__What you should do__: Every line below from the one containing "repository 5da6e13d5503bbd6" through the one containing "for direction in" must be transcribed exactly. Omit all lines outside that stretch.

[Given information — start]

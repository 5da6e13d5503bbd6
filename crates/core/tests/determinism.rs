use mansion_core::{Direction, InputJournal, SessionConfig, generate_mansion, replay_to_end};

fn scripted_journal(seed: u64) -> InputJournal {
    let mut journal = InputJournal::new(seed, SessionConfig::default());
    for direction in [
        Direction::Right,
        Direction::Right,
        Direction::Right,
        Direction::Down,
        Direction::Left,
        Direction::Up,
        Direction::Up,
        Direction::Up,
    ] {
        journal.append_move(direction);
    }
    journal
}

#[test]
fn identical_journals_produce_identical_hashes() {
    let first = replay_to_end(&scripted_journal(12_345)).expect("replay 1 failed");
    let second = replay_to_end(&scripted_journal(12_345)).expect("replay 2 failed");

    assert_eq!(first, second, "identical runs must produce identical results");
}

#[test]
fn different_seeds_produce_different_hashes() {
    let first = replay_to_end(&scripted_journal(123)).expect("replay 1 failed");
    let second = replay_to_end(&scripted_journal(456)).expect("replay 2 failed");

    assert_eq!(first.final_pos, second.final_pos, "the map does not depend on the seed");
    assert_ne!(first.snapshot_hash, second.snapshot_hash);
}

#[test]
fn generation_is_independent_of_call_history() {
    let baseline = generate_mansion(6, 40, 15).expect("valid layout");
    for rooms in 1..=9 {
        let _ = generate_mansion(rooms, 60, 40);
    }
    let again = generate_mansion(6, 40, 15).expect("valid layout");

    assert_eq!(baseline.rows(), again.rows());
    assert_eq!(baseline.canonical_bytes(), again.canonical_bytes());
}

[Given information — finish]
[Given information — start]

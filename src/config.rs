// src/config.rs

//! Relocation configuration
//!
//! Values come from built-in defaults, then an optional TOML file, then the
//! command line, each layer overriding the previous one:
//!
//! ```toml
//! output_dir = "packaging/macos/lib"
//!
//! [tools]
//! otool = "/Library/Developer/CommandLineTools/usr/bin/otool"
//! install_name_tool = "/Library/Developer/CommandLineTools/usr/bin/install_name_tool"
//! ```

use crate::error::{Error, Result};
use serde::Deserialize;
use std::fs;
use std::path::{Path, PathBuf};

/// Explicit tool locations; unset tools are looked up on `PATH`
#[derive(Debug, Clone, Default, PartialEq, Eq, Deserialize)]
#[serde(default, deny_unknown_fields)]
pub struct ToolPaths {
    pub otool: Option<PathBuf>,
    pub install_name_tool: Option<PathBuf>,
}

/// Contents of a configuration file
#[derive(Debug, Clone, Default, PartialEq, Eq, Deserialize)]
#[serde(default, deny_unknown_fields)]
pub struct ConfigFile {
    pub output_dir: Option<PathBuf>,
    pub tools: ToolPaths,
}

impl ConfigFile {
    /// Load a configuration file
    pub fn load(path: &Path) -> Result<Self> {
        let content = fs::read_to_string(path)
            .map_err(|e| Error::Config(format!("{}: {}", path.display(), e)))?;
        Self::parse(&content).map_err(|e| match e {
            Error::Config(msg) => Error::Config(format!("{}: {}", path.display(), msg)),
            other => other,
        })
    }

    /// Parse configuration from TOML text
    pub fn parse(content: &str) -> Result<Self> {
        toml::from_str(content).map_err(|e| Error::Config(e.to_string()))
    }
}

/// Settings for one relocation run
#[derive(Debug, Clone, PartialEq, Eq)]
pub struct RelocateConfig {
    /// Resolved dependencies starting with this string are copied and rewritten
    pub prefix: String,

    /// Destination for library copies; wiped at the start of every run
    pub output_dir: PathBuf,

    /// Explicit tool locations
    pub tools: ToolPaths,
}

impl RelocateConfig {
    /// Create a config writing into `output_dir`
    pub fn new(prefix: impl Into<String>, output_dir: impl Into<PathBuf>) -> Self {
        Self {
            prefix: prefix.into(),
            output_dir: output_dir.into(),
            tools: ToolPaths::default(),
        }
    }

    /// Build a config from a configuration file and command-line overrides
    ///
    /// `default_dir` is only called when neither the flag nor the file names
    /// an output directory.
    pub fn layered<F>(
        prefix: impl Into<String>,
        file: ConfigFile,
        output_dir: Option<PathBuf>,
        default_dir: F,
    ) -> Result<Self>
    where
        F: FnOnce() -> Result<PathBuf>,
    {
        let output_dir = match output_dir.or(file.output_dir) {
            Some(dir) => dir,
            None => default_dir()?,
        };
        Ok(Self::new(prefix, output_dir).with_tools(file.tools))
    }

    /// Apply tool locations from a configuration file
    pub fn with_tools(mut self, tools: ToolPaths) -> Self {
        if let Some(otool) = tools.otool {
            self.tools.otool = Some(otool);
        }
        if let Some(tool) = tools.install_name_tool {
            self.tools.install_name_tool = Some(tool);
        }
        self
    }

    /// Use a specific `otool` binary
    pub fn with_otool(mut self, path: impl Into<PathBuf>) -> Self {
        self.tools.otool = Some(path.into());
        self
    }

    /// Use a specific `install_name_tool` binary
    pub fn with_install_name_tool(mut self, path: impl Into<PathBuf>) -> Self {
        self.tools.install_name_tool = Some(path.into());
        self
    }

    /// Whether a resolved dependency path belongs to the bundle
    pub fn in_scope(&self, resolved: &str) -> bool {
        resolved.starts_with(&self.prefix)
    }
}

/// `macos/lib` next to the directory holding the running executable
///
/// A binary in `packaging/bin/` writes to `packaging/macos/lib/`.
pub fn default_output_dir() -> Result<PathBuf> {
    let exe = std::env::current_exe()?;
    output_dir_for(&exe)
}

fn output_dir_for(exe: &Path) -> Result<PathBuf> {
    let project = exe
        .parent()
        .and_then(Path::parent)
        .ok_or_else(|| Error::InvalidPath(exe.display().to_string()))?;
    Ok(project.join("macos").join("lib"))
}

[Given information — finish]
[Given information — start]

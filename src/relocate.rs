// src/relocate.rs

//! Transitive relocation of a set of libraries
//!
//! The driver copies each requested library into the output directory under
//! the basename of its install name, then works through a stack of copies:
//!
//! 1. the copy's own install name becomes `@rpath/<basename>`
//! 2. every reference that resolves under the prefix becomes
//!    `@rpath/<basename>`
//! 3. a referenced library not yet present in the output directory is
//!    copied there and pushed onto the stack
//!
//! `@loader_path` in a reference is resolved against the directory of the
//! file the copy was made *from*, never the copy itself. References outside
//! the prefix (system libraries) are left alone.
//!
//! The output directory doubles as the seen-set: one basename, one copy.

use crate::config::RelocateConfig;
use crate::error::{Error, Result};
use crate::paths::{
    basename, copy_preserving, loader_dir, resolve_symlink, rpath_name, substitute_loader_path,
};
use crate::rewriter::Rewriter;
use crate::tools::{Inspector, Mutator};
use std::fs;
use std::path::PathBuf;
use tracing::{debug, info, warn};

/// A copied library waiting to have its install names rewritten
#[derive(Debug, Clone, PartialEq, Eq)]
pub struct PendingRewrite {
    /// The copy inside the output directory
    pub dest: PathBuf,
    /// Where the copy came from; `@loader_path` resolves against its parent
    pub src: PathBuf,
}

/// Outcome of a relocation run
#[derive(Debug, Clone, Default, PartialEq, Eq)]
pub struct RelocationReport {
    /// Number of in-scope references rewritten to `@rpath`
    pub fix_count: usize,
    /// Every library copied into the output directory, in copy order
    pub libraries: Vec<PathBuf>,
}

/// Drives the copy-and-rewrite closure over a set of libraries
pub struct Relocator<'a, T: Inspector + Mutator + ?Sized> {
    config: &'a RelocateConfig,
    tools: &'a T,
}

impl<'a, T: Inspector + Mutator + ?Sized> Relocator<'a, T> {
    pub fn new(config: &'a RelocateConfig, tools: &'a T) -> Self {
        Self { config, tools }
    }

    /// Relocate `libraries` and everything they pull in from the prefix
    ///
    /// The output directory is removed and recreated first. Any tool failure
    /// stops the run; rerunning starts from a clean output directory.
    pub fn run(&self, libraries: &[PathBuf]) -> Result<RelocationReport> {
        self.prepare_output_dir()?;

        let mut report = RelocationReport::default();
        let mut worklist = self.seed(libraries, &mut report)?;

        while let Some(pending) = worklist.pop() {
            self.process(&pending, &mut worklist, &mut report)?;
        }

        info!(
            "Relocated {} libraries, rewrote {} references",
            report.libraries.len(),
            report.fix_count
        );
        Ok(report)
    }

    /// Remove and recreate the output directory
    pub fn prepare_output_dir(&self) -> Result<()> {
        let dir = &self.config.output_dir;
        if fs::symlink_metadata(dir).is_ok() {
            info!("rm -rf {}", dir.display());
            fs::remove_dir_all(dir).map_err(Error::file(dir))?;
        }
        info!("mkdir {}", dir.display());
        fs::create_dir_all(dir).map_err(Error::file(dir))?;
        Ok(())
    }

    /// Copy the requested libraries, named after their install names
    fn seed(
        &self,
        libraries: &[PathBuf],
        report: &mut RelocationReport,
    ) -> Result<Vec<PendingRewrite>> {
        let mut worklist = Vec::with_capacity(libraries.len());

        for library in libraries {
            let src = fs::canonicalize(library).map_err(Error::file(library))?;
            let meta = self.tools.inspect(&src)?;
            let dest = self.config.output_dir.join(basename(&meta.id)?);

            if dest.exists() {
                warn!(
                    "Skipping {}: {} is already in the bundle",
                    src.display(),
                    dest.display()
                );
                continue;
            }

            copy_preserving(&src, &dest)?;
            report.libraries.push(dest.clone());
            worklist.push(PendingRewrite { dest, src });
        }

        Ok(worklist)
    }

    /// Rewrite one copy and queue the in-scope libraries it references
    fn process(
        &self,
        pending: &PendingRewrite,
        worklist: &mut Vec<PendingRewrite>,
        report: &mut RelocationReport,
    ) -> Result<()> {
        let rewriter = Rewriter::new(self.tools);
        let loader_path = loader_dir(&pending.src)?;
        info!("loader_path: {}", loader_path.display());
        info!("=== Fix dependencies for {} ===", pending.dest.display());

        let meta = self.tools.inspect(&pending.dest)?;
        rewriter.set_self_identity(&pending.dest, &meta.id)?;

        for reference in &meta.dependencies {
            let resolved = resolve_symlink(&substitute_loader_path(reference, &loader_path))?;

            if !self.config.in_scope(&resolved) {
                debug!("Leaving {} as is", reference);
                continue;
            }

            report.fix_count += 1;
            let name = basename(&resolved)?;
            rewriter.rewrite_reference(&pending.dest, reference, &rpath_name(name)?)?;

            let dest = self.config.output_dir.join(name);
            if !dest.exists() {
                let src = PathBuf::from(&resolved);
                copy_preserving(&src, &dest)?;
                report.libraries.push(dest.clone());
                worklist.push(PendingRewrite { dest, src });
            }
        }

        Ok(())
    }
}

[Given information — finish]

__Solution for this exercise__:
repository 5da6e13d5503bbd6
filename crates/core/tests/determinism.rs
use mansion_core::{Direction, InputJournal, SessionConfig, generate_mansion, replay_to_end};

fn scripted_journal(seed: u64) -> InputJournal {
    let mut journal = InputJournal::new(seed, SessionConfig::default());
    for direction in [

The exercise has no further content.